Como sucede en la mayoría de los filmes de Anderson, y Moonrise Kingdom no es una excepción, bajo esa atmósfera de estética preciosista y colorista subyace la resignación adulta, el existencialismo latente más voraz y las expectativas no cubiertas de una sociedad postsueño americano, algo que siempre encuentra su confrontación con la ilusión y la ruptura del joven que se niega a vivir según lo establecido. El personaje de Suzy Bishop recuerda, no solo en su vertiente estética sino en ese enfrentamiento con la autoridad paternal, al personaje de Marie I en Las Margaritas (Sedmikrásky, Vera Chytilová, 1966), esa pequeña joya de la nueva ola del cine checo. Existe, además, un vínculo que constantemente emparenta al cineasta norteamericano con el cine moderno europeo de, especialmente, la década de los sesenta. A lo largo de su carrera, y sobre todo en Moonrise Kingdom, percibimos al primer Godard, el de Weekend (1967) y el de Pierrot el Loco (Pierrot le fou, 1965); al Malle de El Fuego Fatuo (Le feu follet, 1963) o al Truffaut de La Piel Dura (L’argent de poche, 1976). Pero, entre tanto préstamo, Wes Anderson ha sabido profundizar en sus influencias y al mismo tiempo emerger con una identidad autónoma. Es más, podríamos afirmar que, hasta la fecha, y retomando el testigo de sus mejores trabajos -como Los Tenenbaums o Fantástico Mr. Fox-, Moonrise Kingdom es la obra que mejor aúna el estilo propio de Wes Anderson; un largometraje que avanza hacia una propuesta más compleja, autónoma y redonda, algo que, en ocasiones anteriores -como en The Life Aquatic o Darjeeling Limited-, no había conseguido.

Desde que se inicia el metraje de Moonrise Kingdom tenemos la sensación de formar parte de un universo conocido, familiar, donde los personajes, escenarios y tramas son pequeñas ramificaciones de historias anteriores; se teje ante nosotros un mapa de conexiones entre toda la filmografía de Anderson. Así pues, el narrador de Moonrise Kingdom, una figura fundamental y reincidente en la obra del realizador de Houston, es un eco -no solo estético-resultante de Steve Zissou y su alter ego real Jacques Cousteau, un personaje que, además de ser el hilo conductor de Life Aquatic, se constituye como elemento fundamental a la hora de marcar los inicios y finales de los diferentes actos en los que se divide el filme. En Moonrise Kingdom, el amor entre Suzy y Sam fácilmente podría ser la historia adolescente de unos jóvenes Margot y Richie Tenenbaum; de hecho, piezas fundamentales en la historia como la tienda de campaña y su función como refugio de aislamiento de un mundo adulto o el tocadiscos como objeto codiciado, son elementos que ya se iniciaron en Los Tenenbaums.

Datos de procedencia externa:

use clap::{Args as ClapArgs, Parser, Subcommand, ValueEnum};
use std::sync::mpsc;

use crate::config::{MonitorConfig, load_storage_config};
use crate::error::Result;
use crate::progress::{PercentListener, ProgressEvent, ProgressMonitor, SharedMonitor, StepBasis};
use crate::storage::{StorageClient, console_reporter};

/// Output format for commands that print progress events
#[derive(Debug, Clone, Copy, PartialEq, Eq, ValueEnum)]
pub enum OutputFormat {
    /// One `progress[/maximum]` line per event
    Human,
    /// One JSON object per event
    Json,
}

#[derive(Debug, Parser)]
#[command(name = "progmon")]
#[command(about = "Step-gated progress reporting for long running transfers", long_about = None)]
pub struct Args {
    #[command(flatten)]
    pub monitor: MonitorArgs,

    #[command(subcommand)]
    pub command: Command,
}

#[derive(Debug, Clone, ClapArgs)]
pub struct MonitorArgs {
    /// Smallest step between two progress events
    #[arg(long, global = true, env = "PROGMON_MIN_STEP", default_value_t = crate::progress::DEFAULT_MIN_STEP_SIZE)]
    pub min_step: u64,

    /// Largest step between two progress events
    #[arg(long, global = true, env = "PROGMON_MAX_STEP", default_value_t = crate::progress::DEFAULT_MAX_STEP_SIZE)]
    pub max_step: u64,

    /// Value the step size is derived from: maximum or progress
    #[arg(long, global = true, env = "PROGMON_STEP_BASIS", default_value = "maximum")]
    pub step_basis: StepBasis,
}

impl From<&MonitorArgs> for MonitorConfig {
    fn from(args: &MonitorArgs) -> Self {
        Self {
            min_step_size: args.min_step,
            max_step_size: args.max_step,
            basis: args.step_basis,
        }
    }
}

#[derive(Debug, Subcommand)]
pub enum Command {
    /// Download files from storage
    Get {
        /// Remote file or directory
        remote: String,
        /// Local destination directory
        local: String,
    },
    /// Upload files to storage
    Put {
        /// Local file or directory
        local: String,
        /// Remote destination prefix
        remote: String,
        /// Upload directories recursively
        #[arg(short = 'R', long)]
        recursive: bool,
    },
    /// Print the events a monitor publishes for a run of increments
    Simulate {
        /// Number of increments per pass
        #[arg(long)]
        count: u64,
        /// Maximum value set before the first pass
        #[arg(long)]
        maximum: Option<u64>,
        /// Constant step size, overriding --min-step and --max-step
        #[arg(long)]
        step: Option<u64>,
        /// Number of passes, the monitor is reset between passes
        #[arg(long, default_value_t = 1)]
        passes: u32,
        /// Also print whole percentages (requires --maximum)
        #[arg(long)]
        percent: bool,
        /// Output format for events
        #[arg(long, value_enum, default_value_t = OutputFormat::Human)]
        format: OutputFormat,
    },
}

pub async fn run(args: Args) -> Result<()> {
    let monitor_config = MonitorConfig::from(&args.monitor);
    log::debug!("run command={:?} monitor={monitor_config:?}", args.command);

    match args.command {
        Command::Get { remote, local } => {
            let client = StorageClient::new(load_storage_config()?).await?;
            let monitor: SharedMonitor = monitor_config.build()?.into();
            client
                .download_files(&remote, &local, &monitor_with_reporter(monitor, "Downloading"))
                .await?;
        }
        Command::Put {
            local,
            remote,
            recursive,
        } => {
            let client = StorageClient::new(load_storage_config()?).await?;
            let monitor: SharedMonitor = monitor_config.build()?.into();
            client
                .upload_files(
                    &local,
                    &remote,
                    recursive,
                    &monitor_with_reporter(monitor, "Uploading"),
                )
                .await?;
        }
        Command::Simulate {
            count,
            maximum,
            step,
            passes,
            percent,
            format,
        } => {
            let mut monitor = monitor_config.build()?;
            if let Some(step) = step {
                monitor.set_step_size(step)?;
            }
            simulate(monitor, count, maximum, passes, percent, format)?;
        }
    }
    Ok(())
}

fn monitor_with_reporter(monitor: SharedMonitor, label: &str) -> SharedMonitor {
    monitor.add_listener(console_reporter(label));
    monitor
}

fn simulate(
    mut monitor: ProgressMonitor,
    count: u64,
    maximum: Option<u64>,
    passes: u32,
    percent: bool,
    format: OutputFormat,
) -> Result<()> {
    let (tx, rx) = mpsc::channel::<ProgressEvent>();
    monitor.add_listener(move |event: &ProgressEvent| {
        let _ = tx.send(*event);
    });
    if percent {
        monitor.add_listener(PercentListener::new(|pct: &str| println!("{pct}%")));
    }
    if let Some(maximum) = maximum {
        monitor.set_maximum(maximum)?;
    }

    for pass in 1..=passes {
        if pass > 1 {
            monitor.reset();
        }
        for _ in 0..count {
            monitor.increment()?;
            print_events(&rx, format)?;
        }
        monitor.complete();
        print_events(&rx, format)?;
        log::debug!("simulate pass={pass} progress={}", monitor.progress());
    }
    Ok(())
}

fn print_events(rx: &mpsc::Receiver<ProgressEvent>, format: OutputFormat) -> Result<()> {
    for event in rx.try_iter() {
        match format {
            OutputFormat::Human => match event.maximum() {
                Some(maximum) => println!("{}/{maximum}", event.progress()),
                None => println!("{}", event.progress()),
            },
            OutputFormat::Json => println!("{}", serde_json::to_string(&event)?),
        }
    }
    Ok(())
}
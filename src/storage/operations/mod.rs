// Transfer operation traits and implementations
pub mod download;
pub mod upload;

pub use download::Downloader;
pub use upload::Uploader;
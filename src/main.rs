use clap::Parser;

use progmon::cli;
use progmon::cli::Args;
use progmon::error::Result;

#[tokio::main]
async fn main() {
    env_logger::Builder::from_env(env_logger::Env::default().default_filter_or("warn")).init();

    let args = Args::parse();

    if let Err(e) = run_app(args).await {
        eprintln!("Error: {e}");
        std::process::exit(1);
    }
}

async fn run_app(args: Args) -> Result<()> {
    cli::run(args).await?;
    Ok(())
}
/// Render a byte count for transfer summaries, 1024 based with units B,K,M,G,T.
pub fn format_size(size: u64) -> String {
    const UNITS: &[&str] = &["B", "K", "M", "G", "T"];
    const THRESHOLD: f64 = 1024.0;

    let mut value = size as f64;
    let mut unit = 0;
    while value >= THRESHOLD && unit < UNITS.len() - 1 {
        value /= THRESHOLD;
        unit += 1;
    }

    if unit == 0 {
        format!("{size}B")
    } else {
        format!("{value:.1}{}", UNITS[unit])
    }
}
/// Selection state of the home page preview carousel.
///
/// The selected slide decides which record's photo and details are previewed.
#[derive(Debug, Clone, PartialEq)]
pub struct Carousel<T> {
    slides: Vec<T>,
    selected: usize,
}

impl<T> Default for Carousel<T> {
    fn default() -> Self {
        Self {
            slides: Vec::new(),
            selected: 0,
        }
    }
}

impl<T> Carousel<T> {
    pub fn new(slides: Vec<T>) -> Self {
        Self {
            slides,
            selected: 0,
        }
    }

    pub fn len(&self) -> usize {
        self.slides.len()
    }

    pub fn is_empty(&self) -> bool {
        self.slides.is_empty()
    }

    pub fn selected(&self) -> usize {
        self.selected
    }

    pub fn current(&self) -> Option<&T> {
        self.slides.get(self.selected)
    }

    /// Advances one slide, wrapping from the last to the first.
    pub fn next(&mut self) -> Option<&T> {
        if !self.is_empty() {
            self.selected = (self.selected + 1) % self.len();
        }
        self.current()
    }

    /// Steps back one slide, wrapping from the first to the last.
    pub fn prev(&mut self) -> Option<&T> {
        if !self.is_empty() {
            self.selected = self.selected.checked_sub(1).unwrap_or(self.len() - 1);
        }
        self.current()
    }

    /// Jumps to `index`, clamped to the last slide.
    pub fn select(&mut self, index: usize) -> Option<&T> {
        self.selected = index.min(self.len().saturating_sub(1));
        self.current()
    }

    /// Swaps in a refetched list, keeping the selection where it still fits.
    pub fn replace(&mut self, slides: Vec<T>) {
        self.slides = slides;
        let selected = self.selected;
        self.select(selected);
    }
}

Como también viene siendo habitual en el cine de Anderson, en cada película se nos propone un marco general y fundamental en la trama sobre el que encuadrar la ficción; así, por ejemplo, en Academia Rushmore nos encontramos al inicio un telón de escena teatral; en Los Tenenbaums un libro de biblioteca que da paso a la novela de las vidas de los Tenenbaums; mientras que en Moonrise Kingdom se nos presenta la historia en forma de orquesta con La guía de orquesta para jóvenes, op. 34, de Benjamin Britten (1946), en la que se da lugar a que cada uno de los personajes forme parte de la melodía del filme. Y es que Moonrise Kingdom respeta esa necesidad del director por crear obras corales.

Wes Anderson es un autor que otorga especial importancia a la faceta musical –como melómano, primero, y como cineasta, después-; sin embargo, con el paso del tiempo hemos visto una evolución paulatina del pop de los sesenta hacia la predominancia del country y la música clásica. En el caso de Moonrise Kingdom, la utilización de la canción de Françoise Hardy, la única referencia puramente pop, armoniza el mayor momento de éxtasis de rebeldía de Suzy y Sam para formar un contrapunto perfecto con el resto de la banda sonora, la cual apuesta por las composiciones de cuerda e instrumentos de percusión que ayudan a crear esa atmósfera acogedora, a mitad camino entre el ideal del amor joven y la aventura del campamento.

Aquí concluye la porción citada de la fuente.